I tried getting tested at a hospital to see what the process was like. They asked me questions and told me to queue for testing. I went with a patient to Tongji Hospital. Lots of patients had been to multiple hospitals. I was genuinely scared.

The corridors in the out-patients department were all full of beds, lots of people were breathing with masks and oxygen tanks. In the corridors. They had to be seriously ill.

Dr said we need to select which patients to do the test on. There are only I was told 100 or several hundred test-kits per hospital per day. There aren’t enough, so doctors need to select those to check.
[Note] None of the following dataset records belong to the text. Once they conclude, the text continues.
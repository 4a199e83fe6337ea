//! The default `processor` facet: the accept → queue → process pipeline
//! (§4.5). Wired to its owning `Subsystem` after construction via
//! `attach_host`, since route/queue/queries lookups can only happen once the
//! sibling facets are themselves built — a hook factory must not reach into
//! siblings, but the processor calling back into its host after `build()`
//! has finished is a different thing entirely.

use crate::error::SubflowError;
use crate::facet::{DispatchStatistics, Facet, FacetInitCtx, ProcessorFacet};
use crate::message::{DispatchOptions, DispatchResult, Message};
use crate::subsystem::Subsystem;
use async_trait::async_trait;
use std::any::Any;
use std::sync::atomic::{AtomicBool, Ordering};
use std::sync::{Arc, Mutex, RwLock, Weak};
use tracing::warn;

pub struct ProcessorFacetImpl {
    source: String,
    host: RwLock<Option<Weak<Subsystem>>>,
    stats: Mutex<DispatchStatistics>,
    initialized: AtomicBool,
    disposed: AtomicBool,
}

impl ProcessorFacetImpl {
    pub fn new(source: impl Into<String>) -> Self {
        Self {
            source: source.into(),
            host: RwLock::new(None),
            stats: Mutex::new(DispatchStatistics::default()),
            initialized: AtomicBool::new(false),
            disposed: AtomicBool::new(false),
        }
    }

    pub fn attach_host(&self, host: Weak<Subsystem>) {
        *self.host.write().unwrap() = Some(host);
    }

    fn host(&self) -> Option<Arc<Subsystem>> {
        self.host.read().unwrap().clone().and_then(|w| w.upgrade())
    }

    /// Resolve a route and invoke its handler (§4.5, step-by-step
    /// `processMessageCore`). Used by `process_tick` and
    /// `process_immediately` alike.
    async fn process_message_core(&self, message: Message, options: DispatchOptions) -> DispatchResult {
        let correlation_id = message.correlation_id.clone();

        let Some(host) = self.host() else {
            self.stats.lock().unwrap().messages_failed += 1;
            return DispatchResult::err("processor facet has no attached subsystem")
                .with_correlation_id(correlation_id);
        };

        let route = match host.find("router").await.and_then(|f| f.as_router()?.resolve_route(&message.path)) {
            Some(route) => route,
            None => {
                self.stats.lock().unwrap().messages_failed += 1;
                return DispatchResult::err(format!("No route handler found: {}", message.path))
                    .with_correlation_id(correlation_id);
            }
        };

        let params = route.params;
        let path = message.path.clone();
        match (route.handler)(message, params, options).await {
            Ok(data) => {
                self.stats.lock().unwrap().messages_processed += 1;
                DispatchResult::ok(data).with_correlation_id(correlation_id)
            }
            Err(error) => {
                self.stats.lock().unwrap().messages_failed += 1;
                warn!(path, error, "route handler returned failure");
                host.notify_error(&error);
                DispatchResult::err(error).with_correlation_id(correlation_id)
            }
        }
    }
}

#[async_trait]
impl ProcessorFacet for ProcessorFacetImpl {
    async fn accept(
        &self,
        message: Message,
        _options: DispatchOptions,
    ) -> Result<Option<DispatchResult>, SubflowError> {
        let host = self
            .host()
            .ok_or_else(|| SubflowError::build("processor facet has no attached subsystem"))?;

        if message.is_query {
            if let Some(queries) = host.find("queries").await.and_then(|f| f.as_queries().map(|_| f)) {
                let queries = queries.as_queries().expect("checked above");
                let correlation_id = message.correlation_id.clone();
                let result = queries.process_query(&message).await;
                self.stats.lock().unwrap().queries_answered += 1;
                let dispatch = match result {
                    Ok(data) => DispatchResult::ok(data),
                    Err(err) => DispatchResult::err(err),
                }
                .with_correlation_id(correlation_id);
                return Ok(Some(dispatch));
            }
        }

        let queue_facet = host
            .find("queue")
            .await
            .ok_or_else(|| SubflowError::dependency("missing queue facet"))?;
        let queue = queue_facet
            .as_queue()
            .ok_or_else(|| SubflowError::dependency("missing queue facet"))?;
        queue.enqueue(message)?;
        self.stats.lock().unwrap().messages_accepted += 1;
        Ok(None)
    }

    async fn process_tick(&self) -> Option<DispatchResult> {
        let host = self.host()?;
        let queue_facet = host.find("queue").await?;
        let queue = queue_facet.as_queue()?;
        let message = queue.dequeue()?;
        Some(self.process_message_core(message, DispatchOptions::new()).await)
    }

    async fn process_immediately(&self, message: Message, options: DispatchOptions) -> DispatchResult {
        self.process_message_core(message, options).await
    }

    fn stats(&self) -> DispatchStatistics {
        *self.stats.lock().unwrap()
    }
}

#[async_trait]
impl Facet for ProcessorFacetImpl {
    fn kind(&self) -> &'static str {
        "processor"
    }

    fn source(&self) -> &str {
        &self.source
    }

    fn is_initialized(&self) -> bool {
        self.initialized.load(Ordering::Acquire)
    }

    fn is_disposed(&self) -> bool {
        self.disposed.load(Ordering::Acquire)
    }

    async fn init(&self, _init_ctx: &FacetInitCtx<'_>) -> Result<(), SubflowError> {
        self.initialized.store(true, Ordering::Release);
        Ok(())
    }

    async fn dispose(&self) -> Result<(), SubflowError> {
        self.disposed.store(true, Ordering::Release);
        Ok(())
    }

    fn as_any(&self) -> &dyn Any {
        self
    }

    fn as_processor(&self) -> Option<&dyn ProcessorFacet> {
        Some(self)
    }
}
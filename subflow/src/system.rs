//! `MessageSystem`: the root Subsystem of a dispatch tree, plus the
//! capability-checked `sendProtected` surface and the best-effort
//! `sendError` channel (§6).

use crate::error_ctx::ErrorCtx;
use async_trait::async_trait;
use dashmap::DashMap;
use std::sync::{Arc, RwLock};
use subflow_core::{DispatchOptions, DispatchResult, Message, Subsystem, SubflowError, SubsystemCtx};
use subflow_security::{Identity, MessageKernel, Pkr, PrincipalRegistry, ReaderWriterSet, SecurityError};
use tracing::warn;

/// `Fn(&SubflowError, &ErrorCtx) + Send + Sync`, installed once via
/// [`MessageSystem::set_error_handler`] and otherwise defaulting to a
/// `tracing::warn!` line (§6).
pub type ErrorHandler = Arc<dyn Fn(&SubflowError, &ErrorCtx) + Send + Sync>;

fn default_error_handler() -> ErrorHandler {
    Arc::new(|err, ctx| {
        warn!(subsystem = %ctx.subsystem, path = ?ctx.path, correlation_id = ?ctx.correlation_id, "{err}");
    })
}

/// The root Subsystem of a dispatch tree, carrying the shared
/// `PrincipalRegistry` and the per-resource `ReaderWriterSet`s that gate
/// `sendProtected`.
///
/// A `MessageSystem` is not itself a distinct Subsystem subtype — it wraps
/// one (`root`) and adds the two pieces of state no individual Subsystem
/// needs on its own: principal bookkeeping and the replaceable error
/// channel.
pub struct MessageSystem {
    root: Arc<Subsystem>,
    principals: Arc<PrincipalRegistry>,
    /// RWS registered per resource path via [`MessageSystem::protect_resource`].
    /// A path with no registered RWS is treated as unprotected: any PKR may
    /// `sendProtected` to it.
    resources: DashMap<String, Arc<ReaderWriterSet>>,
    error_handler: RwLock<ErrorHandler>,
}

impl MessageSystem {
    /// Builds a fresh root Subsystem wired with `subflow_core::default_hooks`
    /// and an empty `PrincipalRegistry`.
    pub fn new(name: impl Into<String>) -> Result<Arc<Self>, SubflowError> {
        let root = Subsystem::new(name, SubsystemCtx::new(), subflow_core::default_hooks())?;
        let system = Arc::new(Self {
            root,
            principals: Arc::new(PrincipalRegistry::new()),
            resources: DashMap::new(),
            error_handler: RwLock::new(default_error_handler()),
        });

        let weak = Arc::downgrade(&system);
        let root_name = system.root.name().to_string();
        system.root.set_error_sink(Arc::new(move |message: &str| {
            if let Some(system) = weak.upgrade() {
                let ctx = ErrorCtx::new(root_name.clone());
                system.send_error(&SubflowError::handler(message), &ctx);
            }
        }));

        Ok(system)
    }

    pub fn root(&self) -> &Arc<Subsystem> {
        &self.root
    }

    pub fn principals(&self) -> &Arc<PrincipalRegistry> {
        &self.principals
    }

    /// Builds the root Subsystem (and transitively every already-registered
    /// child) if it isn't built yet.
    pub async fn build(&self) -> Result<(), SubflowError> {
        self.root.build().await
    }

    /// Adds `subsystem` as a child of the root and builds the tree if the
    /// root isn't already built (§6).
    pub async fn register_subsystem(&self, subsystem: Arc<Subsystem>) -> Result<(), SubflowError> {
        self.root.add_child(subsystem).await?;
        if !self.root.is_built() {
            self.root.build().await?;
        }
        Ok(())
    }

    /// Registers an RWS for `path`, gating future `sendProtected` calls
    /// against it. Returns the RWS so the caller can extend it with
    /// `add_reader`/`add_writer` right away.
    pub fn protect_resource(&self, path: impl Into<String>, owner: Pkr) -> Arc<ReaderWriterSet> {
        let rws = Arc::new(ReaderWriterSet::new(owner));
        self.resources.insert(path.into(), rws.clone());
        rws
    }

    pub fn resource_rws(&self, path: &str) -> Option<Arc<ReaderWriterSet>> {
        self.resources.get(path).map(|entry| entry.value().clone())
    }

    /// Builds an [`Identity`] for `owner` wired to this MessageSystem as its
    /// `MessageKernel`.
    pub fn identity(self: &Arc<Self>, owner: Pkr) -> Result<Identity, SecurityError> {
        let kernel: Arc<dyn MessageKernel> = self.clone();
        subflow_security::create_identity(Some(&self.principals), owner, Some(kernel))
    }

    /// Best-effort error channel (§6). Never suspends, never propagates —
    /// failures inside the handler itself are the host's problem, not
    /// this crate's.
    pub fn send_error(&self, err: &SubflowError, ctx: &ErrorCtx) {
        (self.error_handler.read().unwrap())(err, ctx);
    }

    /// Replaces the default `tracing::warn!` error channel.
    pub fn set_error_handler(&self, handler: ErrorHandler) {
        *self.error_handler.write().unwrap() = handler;
    }

    /// Validates `owner` has `write` on the resource named by
    /// `message.path` (unprotected paths default-allow), then forwards to
    /// the root Subsystem's `accept` (§6).
    async fn dispatch_protected(
        &self,
        owner: Pkr,
        message: Message,
        options: DispatchOptions,
    ) -> Result<DispatchResult, SecurityError> {
        if let Some(rws) = self.resource_rws(&message.path) {
            if !rws.can_write(owner) {
                return Err(SecurityError::PermissionDenied(format!(
                    "{owner} lacks write access to '{}'",
                    message.path
                )));
            }
        }

        let path = message.path.clone();
        let correlation_id = message.correlation_id.clone();
        match self.root.accept(message, options).await {
            Ok(Some(result)) => Ok(result),
            Ok(None) => Ok(DispatchResult::ok(serde_json::Value::Null).with_correlation_id(correlation_id)),
            Err(err) => {
                self.send_error(&err, &ErrorCtx::new(self.root.name().to_string()).with_path(path));
                Err(SecurityError::PermissionDenied(err.to_string()))
            }
        }
    }
}

#[async_trait]
impl MessageKernel for MessageSystem {
    async fn send_protected(
        &self,
        owner: Pkr,
        message: Message,
        options: DispatchOptions,
    ) -> Result<DispatchResult, SecurityError> {
        self.dispatch_protected(owner, message, options).await
    }
}
//! Builder/subsystem configuration context.
//!
//! `SubsystemCtx` is the runtime analogue of `R2eConfig` in a web-framework
//! sense, but it carries arbitrary JSON rather than `application.yaml`
//! key/value pairs: facets read whatever shape of configuration their
//! factory expects out of it. Deep merge is the only contract this crate
//! promises (§4.3): nested objects recurse, everything else is last-write-wins.

use serde_json::{Map, Value};

/// A resolved or overlay configuration blob threaded through hook factories.
///
/// Cloning a `SubsystemCtx` is O(size of the JSON tree) — plans cache the
/// resolved ctx rather than recomputing the merge on every access.
#[derive(Debug, Clone, Default, PartialEq)]
pub struct SubsystemCtx {
    root: Map<String, Value>,
}

impl SubsystemCtx {
    pub fn new() -> Self {
        Self::default()
    }

    pub fn from_value(value: Value) -> Self {
        match value {
            Value::Object(map) => Self { root: map },
            other => {
                let mut map = Map::new();
                map.insert("value".to_string(), other);
                Self { root: map }
            }
        }
    }

    pub fn into_value(self) -> Value {
        Value::Object(self.root)
    }

    pub fn as_value(&self) -> &Map<String, Value> {
        &self.root
    }

    /// Set a single top-level key, replacing whatever was there.
    pub fn with(mut self, key: impl Into<String>, value: impl Into<Value>) -> Self {
        self.root.insert(key.into(), value.into());
        self
    }

    pub fn get(&self, key: &str) -> Option<&Value> {
        self.root.get(key)
    }

    /// Deep-merge `patch` into `self`: nested objects recurse key-by-key,
    /// scalars (and arrays) in `patch` overwrite whatever was at that key.
    pub fn merge(&mut self, patch: &SubsystemCtx) {
        merge_maps(&mut self.root, &patch.root);
    }

    /// Produce a new ctx that is `self` overlaid with `patch`, without
    /// mutating either input.
    pub fn merged_with(&self, patch: &SubsystemCtx) -> SubsystemCtx {
        let mut out = self.clone();
        out.merge(patch);
        out
    }

    pub fn is_empty(&self) -> bool {
        self.root.is_empty()
    }
}

fn merge_maps(base: &mut Map<String, Value>, patch: &Map<String, Value>) {
    for (key, patch_value) in patch {
        match (base.get_mut(key), patch_value) {
            (Some(Value::Object(base_obj)), Value::Object(patch_obj)) => {
                merge_maps(base_obj, patch_obj);
            }
            _ => {
                base.insert(key.clone(), patch_value.clone());
            }
        }
    }
}

impl From<Value> for SubsystemCtx {
    fn from(value: Value) -> Self {
        Self::from_value(value)
    }
}

#[cfg(test)]
mod tests {
    use super::*;
    use serde_json::json;

    #[test]
    fn scalar_leaf_is_last_write_wins() {
        let mut base = SubsystemCtx::from_value(json!({"a": 1, "b": 2}));
        let patch = SubsystemCtx::from_value(json!({"b": 3}));
        base.merge(&patch);
        assert_eq!(base.get("a"), Some(&json!(1)));
        assert_eq!(base.get("b"), Some(&json!(3)));
    }

    #[test]
    fn nested_objects_recurse() {
        let mut base = SubsystemCtx::from_value(json!({
            "queue": {"capacity": 10, "name": "default"}
        }));
        let patch = SubsystemCtx::from_value(json!({
            "queue": {"capacity": 20}
        }));
        base.merge(&patch);
        assert_eq!(
            base.get("queue"),
            Some(&json!({"capacity": 20, "name": "default"}))
        );
    }

    #[test]
    fn merged_with_does_not_mutate_inputs() {
        let base = SubsystemCtx::from_value(json!({"a": 1}));
        let patch = SubsystemCtx::from_value(json!({"a": 2}));
        let merged = base.merged_with(&patch);
        assert_eq!(base.get("a"), Some(&json!(1)));
        assert_eq!(merged.get("a"), Some(&json!(2)));
    }
}
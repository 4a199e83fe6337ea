//! The default `queue` facet: a FIFO with optional bounded capacity (§4.5).

use crate::error::SubflowError;
use crate::facet::{Facet, FacetInitCtx, QueueFacet};
use crate::message::Message;
use async_trait::async_trait;
use std::any::Any;
use std::collections::VecDeque;
use std::sync::atomic::{AtomicBool, Ordering};
use std::sync::Mutex;

pub struct QueueFacetImpl {
    source: String,
    capacity: Option<usize>,
    queue: Mutex<VecDeque<Message>>,
    initialized: AtomicBool,
    disposed: AtomicBool,
}

impl QueueFacetImpl {
    pub fn new(source: impl Into<String>, capacity: Option<usize>) -> Self {
        Self {
            source: source.into(),
            capacity,
            queue: Mutex::new(VecDeque::new()),
            initialized: AtomicBool::new(false),
            disposed: AtomicBool::new(false),
        }
    }

    pub fn unbounded(source: impl Into<String>) -> Self {
        Self::new(source, None)
    }
}

impl QueueFacet for QueueFacetImpl {
    fn enqueue(&self, message: Message) -> Result<(), SubflowError> {
        let mut queue = self.queue.lock().unwrap();
        if let Some(capacity) = self.capacity {
            if queue.len() >= capacity {
                return Err(SubflowError::build(format!(
                    "queue at capacity ({capacity}), rejecting message '{}'",
                    message.id
                )));
            }
        }
        queue.push_back(message);
        Ok(())
    }

    fn dequeue(&self) -> Option<Message> {
        self.queue.lock().unwrap().pop_front()
    }

    fn len(&self) -> usize {
        self.queue.lock().unwrap().len()
    }

    fn capacity(&self) -> Option<usize> {
        self.capacity
    }
}

#[async_trait]
impl Facet for QueueFacetImpl {
    fn kind(&self) -> &'static str {
        "queue"
    }

    fn source(&self) -> &str {
        &self.source
    }

    fn is_initialized(&self) -> bool {
        self.initialized.load(Ordering::Acquire)
    }

    fn is_disposed(&self) -> bool {
        self.disposed.load(Ordering::Acquire)
    }

    async fn init(&self, _init_ctx: &FacetInitCtx<'_>) -> Result<(), SubflowError> {
        self.initialized.store(true, Ordering::Release);
        Ok(())
    }

    async fn dispose(&self) -> Result<(), SubflowError> {
        self.disposed.store(true, Ordering::Release);
        Ok(())
    }

    fn as_any(&self) -> &dyn Any {
        self
    }

    fn as_queue(&self) -> Option<&dyn QueueFacet> {
        Some(self)
    }
}
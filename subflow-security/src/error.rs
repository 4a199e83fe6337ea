//! `SecurityError`: the `PermissionError` class of the core error taxonomy,
//! plus the identity-construction failures `createIdentity` documents with
//! stable messages (§4.6, §7).

use std::fmt;

/// Errors raised by the capability/permission layer.
///
/// `Display` carries the exact fragments `createIdentity` and the
/// `require*` wrappers promise callers — tests match on these with
/// `.to_string().contains(...)`, so reword with care.
#[derive(Debug, Clone)]
pub enum SecurityError {
    /// `createIdentity` was handed a registry that couldn't resolve the
    /// owner PKR, or some other malformed-registry condition.
    InvalidRegistry(String),
    /// The owner PKR passed to `createIdentity` doesn't resolve to a
    /// known Principal.
    InvalidOwner(String),
    /// The kernel passed to `createIdentity` does not implement
    /// `MessageKernel` (checked at the type level in Rust, but the
    /// message is kept for parity with callers building on dynamic
    /// dispatch, e.g. a trait object resolved at runtime).
    MissingSendProtected,
    /// `requireAuth` was called with something other than `"read"`,
    /// `"write"`, or `"grant"`.
    UnknownAuthType(String),
    /// `requireAuth` was handed `None` where a handler was required.
    MissingHandler,
    /// `requireRead`/`requireWrite`/`requireGrant` denied the call.
    PermissionDenied(String),
}

impl fmt::Display for SecurityError {
    fn fmt(&self, f: &mut fmt::Formatter<'_>) -> fmt::Result {
        match self {
            Self::InvalidRegistry(msg) => write!(f, "invalid principals registry: {msg}"),
            Self::InvalidOwner(msg) => write!(f, "invalid owner PKR: {msg}"),
            Self::MissingSendProtected => write!(f, "must support sendProtected"),
            Self::UnknownAuthType(kind) => write!(f, "unknown auth type: '{kind}'"),
            Self::MissingHandler => write!(f, "handler must be a function"),
            Self::PermissionDenied(msg) => write!(f, "permission denied: {msg}"),
        }
    }
}

impl std::error::Error for SecurityError {}

impl From<SecurityError> for subflow_core::SubflowError {
    fn from(err: SecurityError) -> Self {
        subflow_core::SubflowError::validation(err.to_string())
    }
}

#[cfg(test)]
mod tests {
    use super::*;

    #[test]
    fn missing_send_protected_has_stable_message() {
        assert_eq!(SecurityError::MissingSendProtected.to_string(), "must support sendProtected");
    }

    #[test]
    fn invalid_owner_contains_fragment() {
        let err = SecurityError::InvalidOwner("not found".into());
        assert!(err.to_string().contains("invalid owner PKR"));
    }
}
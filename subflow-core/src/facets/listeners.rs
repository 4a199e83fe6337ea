//! The default `listeners` facet: named-event pub/sub for lifecycle and
//! dispatch notifications, in the spirit of the event-bus pattern but scoped
//! to a single Subsystem rather than process-wide.

use crate::error::SubflowError;
use crate::facet::{Facet, FacetInitCtx, Listener, ListenersFacet};
use async_trait::async_trait;
use serde_json::Value;
use std::any::Any;
use std::collections::HashMap;
use std::sync::atomic::{AtomicBool, Ordering};
use std::sync::RwLock;
use tracing::warn;

pub struct ListenersFacetImpl {
    source: String,
    listeners: RwLock<HashMap<String, Vec<Listener>>>,
    initialized: AtomicBool,
    disposed: AtomicBool,
}

impl ListenersFacetImpl {
    pub fn new(source: impl Into<String>) -> Self {
        Self {
            source: source.into(),
            listeners: RwLock::new(HashMap::new()),
            initialized: AtomicBool::new(false),
            disposed: AtomicBool::new(false),
        }
    }
}

impl ListenersFacet for ListenersFacetImpl {
    fn on(&self, event: &str, listener: Listener) {
        self.listeners
            .write()
            .unwrap()
            .entry(event.to_string())
            .or_default()
            .push(listener);
    }

    fn emit(&self, event: &str, payload: &Value) {
        let listeners = self.listeners.read().unwrap();
        let Some(subscribers) = listeners.get(event) else {
            return;
        };
        for listener in subscribers {
            listener(payload);
        }
    }
}

#[async_trait]
impl Facet for ListenersFacetImpl {
    fn kind(&self) -> &'static str {
        "listeners"
    }

    fn source(&self) -> &str {
        &self.source
    }

    fn is_initialized(&self) -> bool {
        self.initialized.load(Ordering::Acquire)
    }

    fn is_disposed(&self) -> bool {
        self.disposed.load(Ordering::Acquire)
    }

    async fn init(&self, _init_ctx: &FacetInitCtx<'_>) -> Result<(), SubflowError> {
        self.initialized.store(true, Ordering::Release);
        Ok(())
    }

    async fn dispose(&self) -> Result<(), SubflowError> {
        let count: usize = self.listeners.read().unwrap().values().map(Vec::len).sum();
        if count > 0 {
            warn!(count, "disposing listeners facet with subscribers still attached");
        }
        self.disposed.store(true, Ordering::Release);
        Ok(())
    }

    fn as_any(&self) -> &dyn Any {
        self
    }

    fn as_listeners(&self) -> Option<&dyn ListenersFacet> {
        Some(self)
    }
}

#[cfg(test)]
mod tests {
    use super::*;
    use serde_json::json;
    use std::sync::{Arc, Mutex};

    #[test]
    fn emit_invokes_subscribed_listeners_in_registration_order() {
        let facet = ListenersFacetImpl::new("test");
        let seen = Arc::new(Mutex::new(Vec::new()));

        let seen_a = Arc::clone(&seen);
        facet.on("message.processed", Arc::new(move |v| seen_a.lock().unwrap().push(v.clone())));
        let seen_b = Arc::clone(&seen);
        facet.on("message.processed", Arc::new(move |v| seen_b.lock().unwrap().push(v.clone())));

        facet.emit("message.processed", &json!({"id": "m1"}));
        assert_eq!(seen.lock().unwrap().len(), 2);
    }

    #[test]
    fn emit_on_unknown_event_is_a_no_op() {
        let facet = ListenersFacetImpl::new("test");
        facet.emit("nothing.subscribed", &json!(null));
    }
}
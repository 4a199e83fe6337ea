//! The optional `queries` facet: a caller-synchronous fast path that
//! bypasses the queue entirely (§4.5).

use crate::error::SubflowError;
use crate::facet::{Facet, FacetInitCtx, QueriesFacet, QueryHandler};
use crate::message::{DispatchOptions, HandlerResult, Message};
use crate::subsystem::Subsystem;
use async_trait::async_trait;
use std::any::Any;
use std::sync::atomic::{AtomicBool, Ordering};
use std::sync::{Arc, RwLock, Weak};

pub struct QueriesFacetImpl {
    source: String,
    host: RwLock<Option<Weak<Subsystem>>>,
    override_handler: RwLock<Option<QueryHandler>>,
    initialized: AtomicBool,
    disposed: AtomicBool,
}

impl QueriesFacetImpl {
    pub fn new(source: impl Into<String>) -> Self {
        Self {
            source: source.into(),
            host: RwLock::new(None),
            override_handler: RwLock::new(None),
            initialized: AtomicBool::new(false),
            disposed: AtomicBool::new(false),
        }
    }

    pub fn attach_host(&self, host: Weak<Subsystem>) {
        *self.host.write().unwrap() = Some(host);
    }

    fn host(&self) -> Option<Arc<Subsystem>> {
        self.host.read().unwrap().clone().and_then(|w| w.upgrade())
    }
}

#[async_trait]
impl QueriesFacet for QueriesFacetImpl {
    /// Without an override installed, answers by resolving a route exactly
    /// like a queued message would, just without ever touching the queue.
    async fn process_query(&self, message: &Message) -> HandlerResult {
        if let Some(handler) = self.override_handler.read().unwrap().clone() {
            return handler(message).await;
        }

        let host = self
            .host()
            .ok_or_else(|| "queries facet has no attached subsystem".to_string())?;
        let route = host
            .find("router")
            .await
            .and_then(|f| f.as_router().and_then(|r| r.resolve_route(&message.path)));

        match route {
            Some(route) => (route.handler)(message.clone(), route.params, DispatchOptions::new()).await,
            None => Err(format!("No route handler found: {}", message.path)),
        }
    }

    fn enable_query_handler(&self, handler: QueryHandler) {
        *self.override_handler.write().unwrap() = Some(handler);
    }
}

#[async_trait]
impl Facet for QueriesFacetImpl {
    fn kind(&self) -> &'static str {
        "queries"
    }

    fn source(&self) -> &str {
        &self.source
    }

    fn is_initialized(&self) -> bool {
        self.initialized.load(Ordering::Acquire)
    }

    fn is_disposed(&self) -> bool {
        self.disposed.load(Ordering::Acquire)
    }

    async fn init(&self, _init_ctx: &FacetInitCtx<'_>) -> Result<(), SubflowError> {
        self.initialized.store(true, Ordering::Release);
        Ok(())
    }

    async fn dispose(&self) -> Result<(), SubflowError> {
        self.disposed.store(true, Ordering::Release);
        Ok(())
    }

    fn as_any(&self) -> &dyn Any {
        self
    }

    fn as_queries(&self) -> Option<&dyn QueriesFacet> {
        Some(self)
    }
}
So some people have been to 5-6 hospitals trying to get tested.

So a lot of sick people in Wuhan may never get tested at all.  Instead, many of them will just sit at home “and wait to die”.

Ultimately, we really do not know how many coronavirus victims there are in China right now.  As I discussed yesterday, researchers at the University of Hong Kong are estimating that there could be 44,000 victims at this point, but they have no way of knowing for sure.

But what we do know is that this pandemic is getting worse with each passing day.  Even if you just look at the official numbers, they are growing at an exponential rate.  Mysterious pandemics are one element of “the perfect storm” that we have been anticipating, and it looks like this current pandemic is only going to intensify in the months ahead.

And the more this pandemic grows, the more fear we are going to see.  Large numbers of people are going to be desperately afraid of getting sick and dying, and that has the potential to paralyze our society to an extent that we have never seen before.